On Thu, 2005-12-29 at 17:14 -0200, Guilherme de S. Pastore wrote:
> Em Sex, 2005-12-30 às 05:08 +1100, skaller escreveu:
> > I'm an outsider, I'm giving my impression of the process
> > to insiders that cannot see what I do from the outside
> > (as both a user and software developer).
> 
> Do not forget that people are not born with their Debian accounts and
> that they have been outsiders once, some even got their accounts pretty
> recently, and they usually have a fair idea of how it works.

Yes, you're right.

> > > A good, productive way would be to motivate more people to sponsor
> > > packages for people, and to help them learn to do packaging better.
> > 
> > No. My point is that this is NOT a good way.
> 
> So come up with a better way and show it to everybody, please.

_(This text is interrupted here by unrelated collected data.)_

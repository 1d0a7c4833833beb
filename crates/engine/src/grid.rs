//! The owning context for one grid instance.
//!
//! `Grid` ties the subsystems together: edits validate, then write
//! through the change ledger, then feed the dependency resolver; filter
//! selections rebuild the visibility view; the window index maps scroll
//! state to the rows worth materializing. Each `Grid` owns its own
//! subsystem instances, so multiple grids on one page share nothing.
//!
//! Frame pacing: pointer movement and scrolling only mark state. The
//! host calls `frame_tick` once per animation frame to apply coalesced
//! drag movement and recompute the visible window.

use std::ops::Range;

use gridflux_core::address::{CellAddress, ColumnKey};
use gridflux_core::column::Column;
use gridflux_core::record::{ItemId, RowSet};
use gridflux_core::value::{FieldValue, ValueKey};

use crate::autofill::{DependencyEdge, DependencyResolver, ResolveOutcome, RowAutoFillState};
use crate::dragfill::{DragFill, DragPass};
use crate::error::{CommitError, EditError, ValidationError};
use crate::events::{
    CancelledEvent, CellEditedEvent, CommitFailedEvent, CommittedEvent,
    ConfirmationRequestedEvent, ConfirmationResolvedEvent, DragFillAppliedEvent, EventCallback,
    FilterChangedEvent, GridEvent,
};
use crate::filter::{
    ColumnFilter, DistinctValueEntry, FilterCondition, FilterSet, FilterView, DEFAULT_MAX_DISTINCT,
};
use crate::ledger::{ChangeLedger, CommitReceipt, CommitSink, PendingChange};
use crate::options::{LoadTicket, OptionLoader};
use crate::validate::{parse_input, validate_value};
use crate::window::{Align, WindowIndex, DEFAULT_REESTIMATE_TOLERANCE};

/// Construction tunables. `Default` matches the values a host gets
/// without any configuration.
#[derive(Debug, Clone)]
pub struct GridOptions {
    /// Fixed row height, or the initial estimate in variable mode.
    pub row_height: f32,
    /// Rows materialized beyond each viewport edge.
    pub overscan: usize,
    /// Variable mode tracks measured heights in a prefix-sum index.
    pub variable_heights: bool,
    /// Mean-drift threshold that re-estimates unmeasured rows.
    pub reestimate_tolerance: f32,
    /// Cap on distinct values enumerated per filter list.
    pub max_distinct: usize,
    /// Reject choice values missing from a loaded option list.
    pub strict_choice: bool,
}

impl Default for GridOptions {
    fn default() -> Self {
        Self {
            row_height: 24.0,
            overscan: 5,
            variable_heights: false,
            reestimate_tolerance: DEFAULT_REESTIMATE_TOLERANCE,
            max_distinct: DEFAULT_MAX_DISTINCT,
            strict_choice: false,
        }
    }
}

/// One editable grid: rows, column schema, and every per-grid subsystem.
pub struct Grid {
    rows: RowSet,
    columns: Vec<Column>,
    ledger: ChangeLedger,
    resolver: DependencyResolver,
    filters: FilterSet,
    view: FilterView,
    window: WindowIndex,
    drag: DragFill,
    options: OptionLoader,
    callback: Option<EventCallback>,
    strict_choice: bool,
    viewport_height: f32,
    scroll_offset: f32,
    /// Visible window positions as of the last `frame_tick`.
    visible: Range<usize>,
    /// The visibility view lags mutations until the next tick (or an
    /// eager rebuild on filter changes).
    view_dirty: bool,
}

I'm trying. Don't expect a complete working plan though!
My suggestion now is that part of the work of uploading
should be done by trusted maintainers .. these are people
who know one or two packages.

> > I have learned how Debian packaging is done --
> > not very well, but I did build my own package.
> 
> Don't you think that is a pretty good reason not to let everyone upload
> their packages? 

OK. So 'not everyone'. Wikipedia was an extreme
example. How about someone who is regularly maintaining just
one or two packages? They're committed to Debian and to the
package -- but they're not as committed to Debian as a DD.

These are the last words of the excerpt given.